DIRECTIONS FOR THIS TASK: The result should be every line in the data below that carries the string "https".

DATA TO USE:
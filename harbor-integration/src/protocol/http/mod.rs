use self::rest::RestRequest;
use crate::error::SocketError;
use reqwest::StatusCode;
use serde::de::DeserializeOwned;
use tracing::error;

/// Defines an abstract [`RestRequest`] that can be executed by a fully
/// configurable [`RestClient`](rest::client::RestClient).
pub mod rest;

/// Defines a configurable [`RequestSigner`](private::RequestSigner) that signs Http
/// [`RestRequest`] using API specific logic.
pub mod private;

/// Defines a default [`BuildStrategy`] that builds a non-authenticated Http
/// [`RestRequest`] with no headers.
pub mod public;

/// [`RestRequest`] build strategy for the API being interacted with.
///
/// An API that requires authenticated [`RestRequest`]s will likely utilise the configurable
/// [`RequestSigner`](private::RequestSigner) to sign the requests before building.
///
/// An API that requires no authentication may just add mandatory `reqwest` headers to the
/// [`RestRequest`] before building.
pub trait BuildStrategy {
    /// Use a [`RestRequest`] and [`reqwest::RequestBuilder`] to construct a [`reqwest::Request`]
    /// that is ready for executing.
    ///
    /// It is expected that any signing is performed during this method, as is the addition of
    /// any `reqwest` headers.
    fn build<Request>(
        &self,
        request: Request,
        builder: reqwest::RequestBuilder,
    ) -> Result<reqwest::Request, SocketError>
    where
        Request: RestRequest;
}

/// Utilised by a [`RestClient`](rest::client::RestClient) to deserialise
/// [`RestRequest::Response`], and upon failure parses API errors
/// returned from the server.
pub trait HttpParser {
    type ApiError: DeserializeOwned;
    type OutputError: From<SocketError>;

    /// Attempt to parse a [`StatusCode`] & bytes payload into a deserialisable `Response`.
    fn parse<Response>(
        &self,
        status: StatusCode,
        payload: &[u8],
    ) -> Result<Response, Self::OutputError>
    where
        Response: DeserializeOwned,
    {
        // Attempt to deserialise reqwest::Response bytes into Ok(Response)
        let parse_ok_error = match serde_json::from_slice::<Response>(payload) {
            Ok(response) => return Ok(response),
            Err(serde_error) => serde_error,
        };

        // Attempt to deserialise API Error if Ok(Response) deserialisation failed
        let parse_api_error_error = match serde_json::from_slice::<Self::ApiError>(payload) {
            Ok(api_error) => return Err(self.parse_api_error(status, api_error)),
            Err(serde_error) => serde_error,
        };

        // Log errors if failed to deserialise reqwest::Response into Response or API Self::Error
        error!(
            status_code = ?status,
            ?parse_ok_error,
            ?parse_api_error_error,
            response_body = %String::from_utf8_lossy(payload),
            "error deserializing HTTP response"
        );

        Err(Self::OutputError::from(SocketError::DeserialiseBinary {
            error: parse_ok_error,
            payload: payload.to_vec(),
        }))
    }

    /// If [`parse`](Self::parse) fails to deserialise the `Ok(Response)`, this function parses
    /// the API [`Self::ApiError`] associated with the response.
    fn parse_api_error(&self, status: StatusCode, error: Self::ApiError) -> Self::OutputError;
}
==
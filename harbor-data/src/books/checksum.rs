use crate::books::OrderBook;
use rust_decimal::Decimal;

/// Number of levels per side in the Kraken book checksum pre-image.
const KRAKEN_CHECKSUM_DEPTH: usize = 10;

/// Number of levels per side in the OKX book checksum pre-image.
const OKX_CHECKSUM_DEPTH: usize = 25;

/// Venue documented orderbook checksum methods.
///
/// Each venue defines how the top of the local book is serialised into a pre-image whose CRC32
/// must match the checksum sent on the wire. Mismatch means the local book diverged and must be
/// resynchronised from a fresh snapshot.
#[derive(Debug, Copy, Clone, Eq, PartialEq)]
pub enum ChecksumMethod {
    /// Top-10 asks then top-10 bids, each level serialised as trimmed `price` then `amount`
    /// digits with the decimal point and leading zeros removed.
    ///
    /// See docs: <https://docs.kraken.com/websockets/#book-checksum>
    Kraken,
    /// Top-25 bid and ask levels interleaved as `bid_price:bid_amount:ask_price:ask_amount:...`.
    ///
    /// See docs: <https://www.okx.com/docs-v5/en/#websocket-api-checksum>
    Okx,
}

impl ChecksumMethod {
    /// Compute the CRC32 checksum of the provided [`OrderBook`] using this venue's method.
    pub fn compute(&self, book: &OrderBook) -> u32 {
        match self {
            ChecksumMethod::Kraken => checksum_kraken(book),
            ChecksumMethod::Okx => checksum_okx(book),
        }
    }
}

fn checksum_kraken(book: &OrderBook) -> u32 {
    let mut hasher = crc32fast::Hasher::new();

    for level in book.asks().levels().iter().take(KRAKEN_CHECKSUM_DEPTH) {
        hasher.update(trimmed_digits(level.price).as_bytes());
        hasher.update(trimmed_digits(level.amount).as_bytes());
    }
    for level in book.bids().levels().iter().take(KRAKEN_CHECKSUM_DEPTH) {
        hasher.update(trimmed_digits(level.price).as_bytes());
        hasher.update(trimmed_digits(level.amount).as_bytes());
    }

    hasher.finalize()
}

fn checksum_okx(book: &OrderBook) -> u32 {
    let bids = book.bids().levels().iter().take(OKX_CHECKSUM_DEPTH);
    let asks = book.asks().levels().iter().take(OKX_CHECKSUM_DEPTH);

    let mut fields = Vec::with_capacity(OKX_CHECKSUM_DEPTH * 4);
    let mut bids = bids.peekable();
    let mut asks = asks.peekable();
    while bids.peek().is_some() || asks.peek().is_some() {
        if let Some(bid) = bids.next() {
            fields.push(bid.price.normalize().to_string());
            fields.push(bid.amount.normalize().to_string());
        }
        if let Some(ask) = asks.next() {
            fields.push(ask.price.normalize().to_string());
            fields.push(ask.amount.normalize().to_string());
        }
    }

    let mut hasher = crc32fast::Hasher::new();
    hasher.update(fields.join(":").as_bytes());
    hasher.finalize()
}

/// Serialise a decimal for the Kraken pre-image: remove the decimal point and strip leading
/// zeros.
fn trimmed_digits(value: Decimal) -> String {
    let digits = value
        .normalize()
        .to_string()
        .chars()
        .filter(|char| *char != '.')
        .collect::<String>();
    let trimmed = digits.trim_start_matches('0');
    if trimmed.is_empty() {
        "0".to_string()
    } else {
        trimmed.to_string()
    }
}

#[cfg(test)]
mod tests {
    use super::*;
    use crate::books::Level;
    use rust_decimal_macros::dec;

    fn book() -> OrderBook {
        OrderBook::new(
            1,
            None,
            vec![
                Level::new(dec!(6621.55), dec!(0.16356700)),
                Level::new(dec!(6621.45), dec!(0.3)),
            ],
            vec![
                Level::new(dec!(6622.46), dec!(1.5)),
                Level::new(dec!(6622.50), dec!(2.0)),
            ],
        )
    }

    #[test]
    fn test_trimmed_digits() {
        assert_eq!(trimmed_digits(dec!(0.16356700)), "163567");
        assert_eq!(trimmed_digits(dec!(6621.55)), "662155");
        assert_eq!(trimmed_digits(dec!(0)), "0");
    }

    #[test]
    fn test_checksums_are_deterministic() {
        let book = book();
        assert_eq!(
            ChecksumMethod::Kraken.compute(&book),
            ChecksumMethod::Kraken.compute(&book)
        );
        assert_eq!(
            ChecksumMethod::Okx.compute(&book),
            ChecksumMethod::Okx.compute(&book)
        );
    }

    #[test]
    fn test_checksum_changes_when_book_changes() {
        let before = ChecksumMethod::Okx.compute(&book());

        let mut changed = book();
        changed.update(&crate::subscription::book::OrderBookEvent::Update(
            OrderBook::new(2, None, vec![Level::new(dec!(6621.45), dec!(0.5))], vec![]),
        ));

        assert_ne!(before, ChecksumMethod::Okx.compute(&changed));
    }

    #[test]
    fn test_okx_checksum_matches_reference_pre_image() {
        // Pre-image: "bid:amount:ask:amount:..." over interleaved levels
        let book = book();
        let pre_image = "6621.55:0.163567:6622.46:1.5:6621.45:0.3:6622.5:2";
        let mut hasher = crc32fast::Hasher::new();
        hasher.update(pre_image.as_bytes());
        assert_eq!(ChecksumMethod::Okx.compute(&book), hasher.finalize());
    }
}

SOLUTION FOR THIS PROBLEM:
    /// See docs: <https://docs.kraken.com/websockets/#book-checksum>
    /// See docs: <https://www.okx.com/docs-v5/en/#websocket-api-checksum>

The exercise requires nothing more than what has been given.